YOUR INSTRUCTIONS: Copy out each line below that has the word "image" in it.

::: EXERCISE INPUTS

//! 运行时错误.

use crate::label::LabelKey;
use crate::split::Split;
use crate::Idx2d;
use std::path::PathBuf;
use thiserror::Error;

/// 本 crate 统一使用的 `Result`.
pub type Result<T> = std::result::Result<T, Error>;

/// 目录枚举、标签查询、成对变换和样本加载的错误.
#[derive(Debug, Error)]
pub enum Error {
    /// 存储中不存在请求的数据划分.
    #[error("数据划分 `{split}` 在 {} 下不存在", .root.display())]
    MissingSplit {
        /// 请求的划分.
        split: Split,
        /// 数据集根目录 (或 manifest 所在目录).
        root: PathBuf,
    },

    /// 数据划分存在, 但不包含任何样本.
    #[error("数据划分 `{split}` 在 {} 下没有任何样本", .root.display())]
    EmptySplit {
        /// 请求的划分.
        split: Split,
        /// 数据集根目录 (或 manifest 所在目录).
        root: PathBuf,
    },

    /// 查询了未注册的类别名或类别 id.
    #[error("未知标签 {0}")]
    UnknownLabel(LabelKey),

    /// 当前数据集不提供类别标签 (例如分割数据集).
    #[error("该数据集不提供类别标签")]
    NoLabels,

    /// 在保持尺寸的变换之前, 图像和掩膜尺寸不一致.
    #[error("图像尺寸 {image:?} 与掩膜尺寸 {mask:?} 不一致")]
    DimensionMismatch {
        /// 图像 (高, 宽).
        image: Idx2d,
        /// 掩膜 (高, 宽).
        mask: Idx2d,
    },

    /// 样本文件缺失、无法读取或已损坏.
    #[error("无法加载样本 {}: {source}", .path.display())]
    SampleLoad {
        /// 出错的文件.
        path: PathBuf,
        /// 底层解码 / I/O 错误.
        #[source]
        source: image::ImageError,
    },

    /// 分割样本的图像找不到对应掩膜.
    #[error("图像 {} 缺少对应的掩膜", .image.display())]
    MissingMask {
        /// 图像路径.
        image: PathBuf,
    },

    /// 变换参数非法, 或变换作用在了错误阶段的数据上.
    #[error("非法变换: {0}")]
    InvalidTransform(String),

    /// 其它非法参数.
    #[error("非法参数: {0}")]
    InvalidArgument(String),

    /// 枚举目录时的底层 I/O 错误.
    #[error("I/O 错误 ({}): {source}", .path.display())]
    Io {
        /// 出错的路径.
        path: PathBuf,
        /// 底层错误.
        #[source]
        source: std::io::Error,
    },

    /// manifest 文件解析失败.
    #[cfg(feature = "serde")]
    #[error("manifest 解析错误 ({}): {source}", .path.display())]
    Manifest {
        /// manifest 路径.
        path: PathBuf,
        /// 底层错误.
        #[source]
        source: serde_json::Error,
    },

    /// 变换流水线配置解析失败.
    #[cfg(feature = "serde")]
    #[error("流水线配置解析错误 ({}): {source}", .path.display())]
    Pipeline {
        /// 配置文件路径.
        path: PathBuf,
        /// 底层错误.
        #[source]
        source: serde_json::Error,
    },
}

impl Error {
    /// 将 `std::io::Error` 与出错路径绑定.
    #[inline]
    pub(crate) fn io(path: impl Into<PathBuf>, source: std::io::Error) -> Self {
        Self::Io {
            path: path.into(),
            source,
        }
    }
}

::::::

EXERCISE ANSWER:
    #[error("图像尺寸 {image:?} 与掩膜尺寸 {mask:?} 不一致")]
        image: Idx2d,
        source: image::ImageError,
    #[error("图像 {} 缺少对应的掩膜", .image.display())]
        image: PathBuf,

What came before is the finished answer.